Collected data
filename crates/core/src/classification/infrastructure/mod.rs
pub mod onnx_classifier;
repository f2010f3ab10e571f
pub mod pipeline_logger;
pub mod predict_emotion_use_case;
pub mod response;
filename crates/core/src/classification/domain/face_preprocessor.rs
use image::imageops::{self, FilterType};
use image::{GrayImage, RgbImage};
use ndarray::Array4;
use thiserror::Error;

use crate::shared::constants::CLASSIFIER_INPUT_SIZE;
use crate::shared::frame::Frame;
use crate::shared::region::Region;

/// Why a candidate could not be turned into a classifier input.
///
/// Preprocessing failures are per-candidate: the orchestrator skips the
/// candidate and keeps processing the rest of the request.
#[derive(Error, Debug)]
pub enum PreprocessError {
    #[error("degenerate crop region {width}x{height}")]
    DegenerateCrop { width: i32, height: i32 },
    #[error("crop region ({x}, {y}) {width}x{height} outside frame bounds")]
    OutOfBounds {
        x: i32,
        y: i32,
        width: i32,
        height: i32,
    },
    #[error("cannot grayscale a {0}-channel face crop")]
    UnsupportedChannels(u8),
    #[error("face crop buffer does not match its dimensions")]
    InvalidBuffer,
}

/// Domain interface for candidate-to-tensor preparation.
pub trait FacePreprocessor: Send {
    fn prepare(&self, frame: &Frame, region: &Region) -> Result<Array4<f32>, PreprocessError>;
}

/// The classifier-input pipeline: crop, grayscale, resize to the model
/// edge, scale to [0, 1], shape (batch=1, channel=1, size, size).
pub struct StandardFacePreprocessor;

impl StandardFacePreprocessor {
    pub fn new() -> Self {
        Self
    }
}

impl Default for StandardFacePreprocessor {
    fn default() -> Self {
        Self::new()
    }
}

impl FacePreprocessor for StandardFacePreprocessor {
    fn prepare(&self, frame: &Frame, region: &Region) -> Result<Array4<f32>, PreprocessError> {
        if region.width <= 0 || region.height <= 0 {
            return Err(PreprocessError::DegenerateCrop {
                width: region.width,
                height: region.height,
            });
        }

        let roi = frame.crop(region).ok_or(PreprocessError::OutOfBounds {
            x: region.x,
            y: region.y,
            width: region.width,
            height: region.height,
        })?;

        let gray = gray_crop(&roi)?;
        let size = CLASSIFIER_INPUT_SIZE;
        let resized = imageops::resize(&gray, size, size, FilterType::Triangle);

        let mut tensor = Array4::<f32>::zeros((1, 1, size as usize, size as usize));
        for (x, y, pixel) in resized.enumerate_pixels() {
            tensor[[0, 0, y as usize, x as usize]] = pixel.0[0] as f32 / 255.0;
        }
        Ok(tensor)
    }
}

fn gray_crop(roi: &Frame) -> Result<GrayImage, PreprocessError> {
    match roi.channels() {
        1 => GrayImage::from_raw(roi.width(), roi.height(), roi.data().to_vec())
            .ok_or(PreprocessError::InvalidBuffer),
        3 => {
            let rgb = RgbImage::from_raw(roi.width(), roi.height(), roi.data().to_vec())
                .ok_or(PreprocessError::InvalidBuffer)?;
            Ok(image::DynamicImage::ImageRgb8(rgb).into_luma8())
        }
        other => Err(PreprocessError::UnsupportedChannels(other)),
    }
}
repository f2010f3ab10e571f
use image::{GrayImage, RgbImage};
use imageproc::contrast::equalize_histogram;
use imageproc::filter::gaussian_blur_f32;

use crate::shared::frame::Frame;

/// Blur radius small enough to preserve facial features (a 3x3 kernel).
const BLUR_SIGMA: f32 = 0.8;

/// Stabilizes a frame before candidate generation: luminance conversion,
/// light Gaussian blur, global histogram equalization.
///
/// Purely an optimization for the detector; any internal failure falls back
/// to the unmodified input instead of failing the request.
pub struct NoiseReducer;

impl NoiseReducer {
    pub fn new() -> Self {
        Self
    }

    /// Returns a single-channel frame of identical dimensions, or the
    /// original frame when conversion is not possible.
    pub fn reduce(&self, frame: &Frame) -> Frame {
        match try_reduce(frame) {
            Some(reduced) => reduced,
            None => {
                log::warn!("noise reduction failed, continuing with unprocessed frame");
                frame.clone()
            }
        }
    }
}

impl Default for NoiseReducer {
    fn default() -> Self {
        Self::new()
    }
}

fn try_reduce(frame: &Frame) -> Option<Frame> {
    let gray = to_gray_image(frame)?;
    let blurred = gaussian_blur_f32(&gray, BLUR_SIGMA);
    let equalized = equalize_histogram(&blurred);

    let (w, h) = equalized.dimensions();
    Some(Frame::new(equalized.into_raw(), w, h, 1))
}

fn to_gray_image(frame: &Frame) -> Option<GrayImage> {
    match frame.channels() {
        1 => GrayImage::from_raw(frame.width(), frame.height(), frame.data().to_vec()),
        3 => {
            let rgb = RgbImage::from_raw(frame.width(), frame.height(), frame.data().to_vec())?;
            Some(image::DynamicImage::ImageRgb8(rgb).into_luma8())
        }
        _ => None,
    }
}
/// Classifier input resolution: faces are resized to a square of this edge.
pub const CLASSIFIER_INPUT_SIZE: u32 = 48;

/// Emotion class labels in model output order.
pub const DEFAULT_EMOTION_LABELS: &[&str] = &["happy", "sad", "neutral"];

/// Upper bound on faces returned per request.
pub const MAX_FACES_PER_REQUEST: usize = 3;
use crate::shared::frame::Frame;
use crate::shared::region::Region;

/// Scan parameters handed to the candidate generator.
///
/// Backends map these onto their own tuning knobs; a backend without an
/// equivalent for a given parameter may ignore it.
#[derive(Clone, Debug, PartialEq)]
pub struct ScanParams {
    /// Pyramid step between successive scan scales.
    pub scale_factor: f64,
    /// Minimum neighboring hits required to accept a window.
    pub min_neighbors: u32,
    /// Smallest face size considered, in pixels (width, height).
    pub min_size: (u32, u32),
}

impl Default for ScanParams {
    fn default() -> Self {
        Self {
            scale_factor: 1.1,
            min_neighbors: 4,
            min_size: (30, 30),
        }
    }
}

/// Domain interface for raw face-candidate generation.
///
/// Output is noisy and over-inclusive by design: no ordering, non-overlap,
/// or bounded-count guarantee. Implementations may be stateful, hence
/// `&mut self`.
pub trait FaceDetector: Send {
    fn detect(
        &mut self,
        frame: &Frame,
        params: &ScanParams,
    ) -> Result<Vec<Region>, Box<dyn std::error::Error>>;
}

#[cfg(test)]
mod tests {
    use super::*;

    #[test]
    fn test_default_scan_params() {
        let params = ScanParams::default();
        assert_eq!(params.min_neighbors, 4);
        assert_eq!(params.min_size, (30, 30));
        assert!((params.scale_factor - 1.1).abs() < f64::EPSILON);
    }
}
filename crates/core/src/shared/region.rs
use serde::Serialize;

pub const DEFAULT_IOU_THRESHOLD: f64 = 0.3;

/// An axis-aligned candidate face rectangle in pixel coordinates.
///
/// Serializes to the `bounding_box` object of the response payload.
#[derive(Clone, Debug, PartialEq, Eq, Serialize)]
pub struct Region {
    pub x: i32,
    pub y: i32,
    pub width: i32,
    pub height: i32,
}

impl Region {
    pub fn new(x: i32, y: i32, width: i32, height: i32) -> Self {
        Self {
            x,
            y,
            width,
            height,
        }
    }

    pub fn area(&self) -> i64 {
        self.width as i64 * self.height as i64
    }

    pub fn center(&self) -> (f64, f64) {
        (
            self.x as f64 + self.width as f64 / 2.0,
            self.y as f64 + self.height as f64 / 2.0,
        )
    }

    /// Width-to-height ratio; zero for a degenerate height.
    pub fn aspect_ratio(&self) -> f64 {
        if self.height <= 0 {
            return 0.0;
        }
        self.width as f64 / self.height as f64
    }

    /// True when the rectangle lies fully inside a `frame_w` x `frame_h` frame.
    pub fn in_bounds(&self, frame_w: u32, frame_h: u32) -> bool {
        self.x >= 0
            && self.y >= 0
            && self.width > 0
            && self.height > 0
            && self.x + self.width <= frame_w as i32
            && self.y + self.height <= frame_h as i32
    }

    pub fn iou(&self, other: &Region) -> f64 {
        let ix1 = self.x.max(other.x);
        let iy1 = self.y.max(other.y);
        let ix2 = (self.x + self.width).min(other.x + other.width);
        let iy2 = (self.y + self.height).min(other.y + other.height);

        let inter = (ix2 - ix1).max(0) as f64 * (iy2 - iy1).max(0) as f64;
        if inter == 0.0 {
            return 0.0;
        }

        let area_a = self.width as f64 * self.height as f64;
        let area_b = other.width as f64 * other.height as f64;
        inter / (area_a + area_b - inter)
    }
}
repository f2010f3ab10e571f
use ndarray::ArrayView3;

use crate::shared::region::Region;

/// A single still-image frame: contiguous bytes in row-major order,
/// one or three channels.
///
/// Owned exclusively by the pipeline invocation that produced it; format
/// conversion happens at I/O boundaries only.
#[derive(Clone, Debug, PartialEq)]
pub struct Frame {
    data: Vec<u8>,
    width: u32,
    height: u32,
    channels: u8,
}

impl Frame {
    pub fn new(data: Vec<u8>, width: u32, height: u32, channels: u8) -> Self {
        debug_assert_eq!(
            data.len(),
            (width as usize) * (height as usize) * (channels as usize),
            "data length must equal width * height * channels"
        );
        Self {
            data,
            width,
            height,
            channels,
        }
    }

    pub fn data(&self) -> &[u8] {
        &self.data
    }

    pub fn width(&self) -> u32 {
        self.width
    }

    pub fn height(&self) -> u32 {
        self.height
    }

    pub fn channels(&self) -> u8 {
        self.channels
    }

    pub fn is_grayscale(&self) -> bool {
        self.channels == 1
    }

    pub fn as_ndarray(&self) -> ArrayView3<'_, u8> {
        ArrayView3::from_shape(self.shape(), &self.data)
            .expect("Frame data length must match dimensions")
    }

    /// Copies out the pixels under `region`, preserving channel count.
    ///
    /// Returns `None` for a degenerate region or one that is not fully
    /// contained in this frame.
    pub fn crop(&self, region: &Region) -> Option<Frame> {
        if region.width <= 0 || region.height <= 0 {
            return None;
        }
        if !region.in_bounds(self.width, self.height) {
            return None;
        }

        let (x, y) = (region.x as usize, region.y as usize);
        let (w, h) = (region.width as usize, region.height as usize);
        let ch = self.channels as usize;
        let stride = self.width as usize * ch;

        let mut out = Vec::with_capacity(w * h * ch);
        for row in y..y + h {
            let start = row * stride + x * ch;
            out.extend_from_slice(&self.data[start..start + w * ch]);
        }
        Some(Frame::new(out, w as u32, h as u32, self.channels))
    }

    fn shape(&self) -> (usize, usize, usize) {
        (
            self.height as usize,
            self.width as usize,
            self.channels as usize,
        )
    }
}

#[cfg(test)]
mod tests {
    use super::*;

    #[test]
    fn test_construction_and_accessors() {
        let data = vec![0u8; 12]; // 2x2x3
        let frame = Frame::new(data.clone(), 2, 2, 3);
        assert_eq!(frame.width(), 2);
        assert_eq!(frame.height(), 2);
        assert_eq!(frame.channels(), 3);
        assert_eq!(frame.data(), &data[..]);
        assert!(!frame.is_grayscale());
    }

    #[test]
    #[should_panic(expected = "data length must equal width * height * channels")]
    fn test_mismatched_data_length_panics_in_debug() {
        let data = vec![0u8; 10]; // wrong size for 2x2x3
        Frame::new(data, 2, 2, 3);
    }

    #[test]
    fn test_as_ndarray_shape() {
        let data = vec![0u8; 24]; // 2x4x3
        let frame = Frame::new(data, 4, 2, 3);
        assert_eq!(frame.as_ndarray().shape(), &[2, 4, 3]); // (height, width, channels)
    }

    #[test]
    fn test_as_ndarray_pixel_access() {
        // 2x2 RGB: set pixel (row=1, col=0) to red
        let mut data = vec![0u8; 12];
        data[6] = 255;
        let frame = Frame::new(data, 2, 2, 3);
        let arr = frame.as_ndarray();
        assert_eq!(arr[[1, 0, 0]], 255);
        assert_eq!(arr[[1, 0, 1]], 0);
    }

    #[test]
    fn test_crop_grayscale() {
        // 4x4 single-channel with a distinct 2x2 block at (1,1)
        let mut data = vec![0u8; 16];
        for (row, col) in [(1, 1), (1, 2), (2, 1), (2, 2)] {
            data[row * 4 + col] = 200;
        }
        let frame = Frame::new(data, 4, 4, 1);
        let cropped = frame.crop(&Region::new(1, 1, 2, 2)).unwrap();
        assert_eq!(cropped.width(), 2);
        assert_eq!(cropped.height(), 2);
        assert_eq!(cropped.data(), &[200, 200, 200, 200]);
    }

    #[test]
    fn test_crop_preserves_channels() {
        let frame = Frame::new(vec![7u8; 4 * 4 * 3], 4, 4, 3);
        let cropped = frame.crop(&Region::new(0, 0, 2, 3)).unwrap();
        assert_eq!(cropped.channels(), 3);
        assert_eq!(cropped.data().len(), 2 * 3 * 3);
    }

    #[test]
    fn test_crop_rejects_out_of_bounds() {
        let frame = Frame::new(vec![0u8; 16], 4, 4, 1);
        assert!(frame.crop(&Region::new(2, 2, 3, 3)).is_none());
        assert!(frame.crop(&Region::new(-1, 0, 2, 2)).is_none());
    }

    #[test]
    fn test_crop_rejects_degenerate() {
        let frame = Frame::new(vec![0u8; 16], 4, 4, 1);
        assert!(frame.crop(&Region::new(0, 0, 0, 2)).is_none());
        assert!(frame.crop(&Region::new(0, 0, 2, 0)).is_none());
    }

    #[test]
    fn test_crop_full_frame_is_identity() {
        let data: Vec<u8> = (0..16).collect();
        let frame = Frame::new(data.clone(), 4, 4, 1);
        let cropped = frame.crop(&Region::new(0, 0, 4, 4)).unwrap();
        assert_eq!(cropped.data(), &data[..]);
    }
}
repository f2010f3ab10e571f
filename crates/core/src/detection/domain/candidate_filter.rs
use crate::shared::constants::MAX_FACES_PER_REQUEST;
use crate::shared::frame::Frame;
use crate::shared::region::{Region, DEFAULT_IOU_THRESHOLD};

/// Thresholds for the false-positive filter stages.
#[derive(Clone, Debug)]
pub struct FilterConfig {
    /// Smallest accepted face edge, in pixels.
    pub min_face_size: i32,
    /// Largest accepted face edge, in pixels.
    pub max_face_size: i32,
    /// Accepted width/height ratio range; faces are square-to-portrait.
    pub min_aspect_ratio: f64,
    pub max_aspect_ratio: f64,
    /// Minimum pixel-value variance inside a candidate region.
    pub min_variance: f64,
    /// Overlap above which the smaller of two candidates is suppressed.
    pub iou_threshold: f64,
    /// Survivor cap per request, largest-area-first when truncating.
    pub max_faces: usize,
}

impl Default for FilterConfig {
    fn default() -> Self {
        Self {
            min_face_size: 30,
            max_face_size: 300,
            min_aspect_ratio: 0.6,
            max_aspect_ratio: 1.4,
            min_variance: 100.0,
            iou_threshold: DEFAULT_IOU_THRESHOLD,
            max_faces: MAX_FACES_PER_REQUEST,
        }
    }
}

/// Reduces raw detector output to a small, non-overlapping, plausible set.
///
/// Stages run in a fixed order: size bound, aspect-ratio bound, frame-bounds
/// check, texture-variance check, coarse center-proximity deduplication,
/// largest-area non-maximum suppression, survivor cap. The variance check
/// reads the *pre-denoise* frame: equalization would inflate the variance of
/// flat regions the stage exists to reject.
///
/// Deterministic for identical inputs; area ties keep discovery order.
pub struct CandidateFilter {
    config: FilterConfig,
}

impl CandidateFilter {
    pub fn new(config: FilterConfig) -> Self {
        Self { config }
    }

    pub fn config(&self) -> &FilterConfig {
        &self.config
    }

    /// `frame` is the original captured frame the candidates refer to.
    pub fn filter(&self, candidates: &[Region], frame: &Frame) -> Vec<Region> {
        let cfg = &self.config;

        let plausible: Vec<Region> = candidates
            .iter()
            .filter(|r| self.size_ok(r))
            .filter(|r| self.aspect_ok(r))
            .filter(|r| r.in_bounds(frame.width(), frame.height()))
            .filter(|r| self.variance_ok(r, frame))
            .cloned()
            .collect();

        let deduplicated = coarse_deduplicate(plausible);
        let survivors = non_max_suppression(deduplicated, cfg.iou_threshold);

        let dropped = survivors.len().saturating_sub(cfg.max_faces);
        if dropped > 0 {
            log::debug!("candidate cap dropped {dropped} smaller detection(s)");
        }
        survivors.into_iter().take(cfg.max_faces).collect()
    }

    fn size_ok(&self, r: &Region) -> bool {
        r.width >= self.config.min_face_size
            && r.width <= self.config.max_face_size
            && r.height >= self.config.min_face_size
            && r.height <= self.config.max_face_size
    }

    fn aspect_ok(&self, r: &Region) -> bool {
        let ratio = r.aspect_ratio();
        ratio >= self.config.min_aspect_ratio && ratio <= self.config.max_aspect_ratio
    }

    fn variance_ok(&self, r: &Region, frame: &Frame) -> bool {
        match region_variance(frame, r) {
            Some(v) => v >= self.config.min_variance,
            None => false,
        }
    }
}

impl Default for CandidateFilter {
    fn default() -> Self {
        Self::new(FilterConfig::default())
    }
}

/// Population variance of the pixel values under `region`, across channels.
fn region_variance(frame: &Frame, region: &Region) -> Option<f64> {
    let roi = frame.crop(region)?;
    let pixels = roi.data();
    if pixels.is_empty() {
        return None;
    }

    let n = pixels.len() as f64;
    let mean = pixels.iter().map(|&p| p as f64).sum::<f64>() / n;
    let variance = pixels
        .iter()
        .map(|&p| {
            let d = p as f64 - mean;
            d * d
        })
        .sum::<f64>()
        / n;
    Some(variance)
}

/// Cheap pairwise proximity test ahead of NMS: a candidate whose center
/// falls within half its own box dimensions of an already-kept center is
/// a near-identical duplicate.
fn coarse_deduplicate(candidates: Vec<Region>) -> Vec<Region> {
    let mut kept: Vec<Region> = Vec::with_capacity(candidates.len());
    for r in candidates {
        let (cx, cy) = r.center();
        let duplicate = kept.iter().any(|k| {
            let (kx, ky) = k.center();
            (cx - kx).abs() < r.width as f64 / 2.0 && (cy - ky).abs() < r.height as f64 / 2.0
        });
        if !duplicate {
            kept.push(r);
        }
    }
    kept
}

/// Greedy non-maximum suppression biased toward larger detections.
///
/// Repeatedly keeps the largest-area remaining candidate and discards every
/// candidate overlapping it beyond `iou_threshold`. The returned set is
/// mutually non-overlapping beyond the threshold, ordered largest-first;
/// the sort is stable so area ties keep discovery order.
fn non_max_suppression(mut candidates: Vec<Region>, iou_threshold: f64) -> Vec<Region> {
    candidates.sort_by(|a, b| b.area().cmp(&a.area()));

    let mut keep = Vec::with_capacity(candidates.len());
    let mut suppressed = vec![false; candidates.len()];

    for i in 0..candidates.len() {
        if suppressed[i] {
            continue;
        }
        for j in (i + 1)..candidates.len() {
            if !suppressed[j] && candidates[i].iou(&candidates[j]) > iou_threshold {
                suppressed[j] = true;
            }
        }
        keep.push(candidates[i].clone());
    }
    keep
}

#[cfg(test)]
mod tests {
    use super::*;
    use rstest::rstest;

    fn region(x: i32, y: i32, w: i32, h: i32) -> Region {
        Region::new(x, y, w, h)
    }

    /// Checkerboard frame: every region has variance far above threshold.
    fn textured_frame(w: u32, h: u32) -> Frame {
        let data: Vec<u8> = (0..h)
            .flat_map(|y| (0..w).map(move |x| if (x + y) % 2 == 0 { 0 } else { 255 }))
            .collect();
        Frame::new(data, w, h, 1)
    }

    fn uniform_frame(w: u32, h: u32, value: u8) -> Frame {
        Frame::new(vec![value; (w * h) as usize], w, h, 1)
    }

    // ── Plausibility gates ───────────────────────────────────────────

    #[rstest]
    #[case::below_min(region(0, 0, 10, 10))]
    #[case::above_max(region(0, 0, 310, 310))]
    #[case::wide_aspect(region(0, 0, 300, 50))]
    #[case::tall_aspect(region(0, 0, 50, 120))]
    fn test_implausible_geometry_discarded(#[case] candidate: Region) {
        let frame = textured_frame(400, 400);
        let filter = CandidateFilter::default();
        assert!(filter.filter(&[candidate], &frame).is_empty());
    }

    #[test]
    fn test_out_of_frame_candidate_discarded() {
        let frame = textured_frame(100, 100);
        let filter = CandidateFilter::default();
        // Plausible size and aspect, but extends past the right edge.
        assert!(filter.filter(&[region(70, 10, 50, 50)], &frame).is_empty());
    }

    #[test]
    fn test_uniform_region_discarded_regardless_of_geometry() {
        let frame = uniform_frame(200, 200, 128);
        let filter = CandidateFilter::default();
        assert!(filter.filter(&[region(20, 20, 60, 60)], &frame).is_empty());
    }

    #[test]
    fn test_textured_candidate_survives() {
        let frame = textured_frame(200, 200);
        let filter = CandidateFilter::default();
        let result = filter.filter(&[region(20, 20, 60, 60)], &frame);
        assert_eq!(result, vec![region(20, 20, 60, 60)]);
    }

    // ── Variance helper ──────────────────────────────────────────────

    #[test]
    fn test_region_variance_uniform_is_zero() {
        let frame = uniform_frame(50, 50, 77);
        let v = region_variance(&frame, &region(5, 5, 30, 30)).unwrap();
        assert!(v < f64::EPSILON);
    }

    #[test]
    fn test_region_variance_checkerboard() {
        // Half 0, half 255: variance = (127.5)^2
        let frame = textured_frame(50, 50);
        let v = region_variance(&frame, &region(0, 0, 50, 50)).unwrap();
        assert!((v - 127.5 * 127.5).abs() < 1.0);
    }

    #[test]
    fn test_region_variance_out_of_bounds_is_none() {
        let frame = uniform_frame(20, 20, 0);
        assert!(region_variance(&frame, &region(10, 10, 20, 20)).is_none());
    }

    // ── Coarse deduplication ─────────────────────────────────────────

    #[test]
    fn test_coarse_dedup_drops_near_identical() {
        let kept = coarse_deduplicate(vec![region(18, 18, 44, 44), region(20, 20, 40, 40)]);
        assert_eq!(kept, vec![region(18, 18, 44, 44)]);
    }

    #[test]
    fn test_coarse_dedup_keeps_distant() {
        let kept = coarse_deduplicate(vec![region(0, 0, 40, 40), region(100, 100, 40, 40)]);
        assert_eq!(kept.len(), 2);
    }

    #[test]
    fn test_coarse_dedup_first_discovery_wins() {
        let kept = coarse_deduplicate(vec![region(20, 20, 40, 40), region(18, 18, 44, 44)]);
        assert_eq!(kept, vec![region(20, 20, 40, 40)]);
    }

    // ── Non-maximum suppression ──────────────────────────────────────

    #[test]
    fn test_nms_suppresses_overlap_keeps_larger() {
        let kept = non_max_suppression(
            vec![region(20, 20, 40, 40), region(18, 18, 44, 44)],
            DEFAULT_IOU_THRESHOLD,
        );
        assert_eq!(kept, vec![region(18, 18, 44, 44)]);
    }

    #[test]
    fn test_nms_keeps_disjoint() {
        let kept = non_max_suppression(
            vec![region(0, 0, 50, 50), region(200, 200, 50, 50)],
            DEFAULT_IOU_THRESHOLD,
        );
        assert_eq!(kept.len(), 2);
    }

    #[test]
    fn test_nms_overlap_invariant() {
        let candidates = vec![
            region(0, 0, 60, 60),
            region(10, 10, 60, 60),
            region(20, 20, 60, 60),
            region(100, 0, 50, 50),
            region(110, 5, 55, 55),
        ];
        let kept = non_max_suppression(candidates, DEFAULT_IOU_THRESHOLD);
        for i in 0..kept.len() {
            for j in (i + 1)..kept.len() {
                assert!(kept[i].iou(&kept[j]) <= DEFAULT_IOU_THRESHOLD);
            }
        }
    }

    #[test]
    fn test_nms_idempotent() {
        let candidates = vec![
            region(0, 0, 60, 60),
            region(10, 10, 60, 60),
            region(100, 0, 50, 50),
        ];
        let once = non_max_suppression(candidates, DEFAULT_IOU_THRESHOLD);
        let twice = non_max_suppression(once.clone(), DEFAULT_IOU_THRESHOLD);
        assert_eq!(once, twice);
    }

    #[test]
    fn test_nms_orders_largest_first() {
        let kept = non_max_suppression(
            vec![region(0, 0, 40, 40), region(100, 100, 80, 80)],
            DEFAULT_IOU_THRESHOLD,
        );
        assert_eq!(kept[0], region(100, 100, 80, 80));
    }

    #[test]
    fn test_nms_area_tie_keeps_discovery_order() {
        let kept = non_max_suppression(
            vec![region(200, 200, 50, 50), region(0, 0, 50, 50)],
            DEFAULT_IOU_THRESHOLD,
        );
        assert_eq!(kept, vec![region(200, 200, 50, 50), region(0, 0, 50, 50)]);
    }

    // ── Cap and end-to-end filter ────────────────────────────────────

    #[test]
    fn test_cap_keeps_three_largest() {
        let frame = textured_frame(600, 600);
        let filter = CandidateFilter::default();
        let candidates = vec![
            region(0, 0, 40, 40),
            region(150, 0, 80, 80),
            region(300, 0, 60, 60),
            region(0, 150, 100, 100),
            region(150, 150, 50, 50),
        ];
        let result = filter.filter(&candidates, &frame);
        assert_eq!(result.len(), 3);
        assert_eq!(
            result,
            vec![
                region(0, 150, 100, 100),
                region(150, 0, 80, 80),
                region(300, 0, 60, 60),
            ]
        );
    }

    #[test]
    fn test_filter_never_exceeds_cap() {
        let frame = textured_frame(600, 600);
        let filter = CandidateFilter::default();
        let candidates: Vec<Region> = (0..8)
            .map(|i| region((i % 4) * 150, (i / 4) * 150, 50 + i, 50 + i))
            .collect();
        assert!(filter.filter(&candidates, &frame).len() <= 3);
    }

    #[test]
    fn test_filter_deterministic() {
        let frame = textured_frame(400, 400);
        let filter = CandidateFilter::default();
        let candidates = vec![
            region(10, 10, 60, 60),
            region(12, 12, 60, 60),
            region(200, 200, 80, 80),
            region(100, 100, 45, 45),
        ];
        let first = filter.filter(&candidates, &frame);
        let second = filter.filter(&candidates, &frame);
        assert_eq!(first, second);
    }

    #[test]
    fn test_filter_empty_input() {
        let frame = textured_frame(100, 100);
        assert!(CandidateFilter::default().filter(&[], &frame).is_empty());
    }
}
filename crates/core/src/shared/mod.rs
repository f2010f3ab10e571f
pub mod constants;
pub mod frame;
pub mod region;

■ **Aim of the exercise**
Give the number of lines in the data that contain the string "tensor", and nothing else.

■ **Exercise response**
4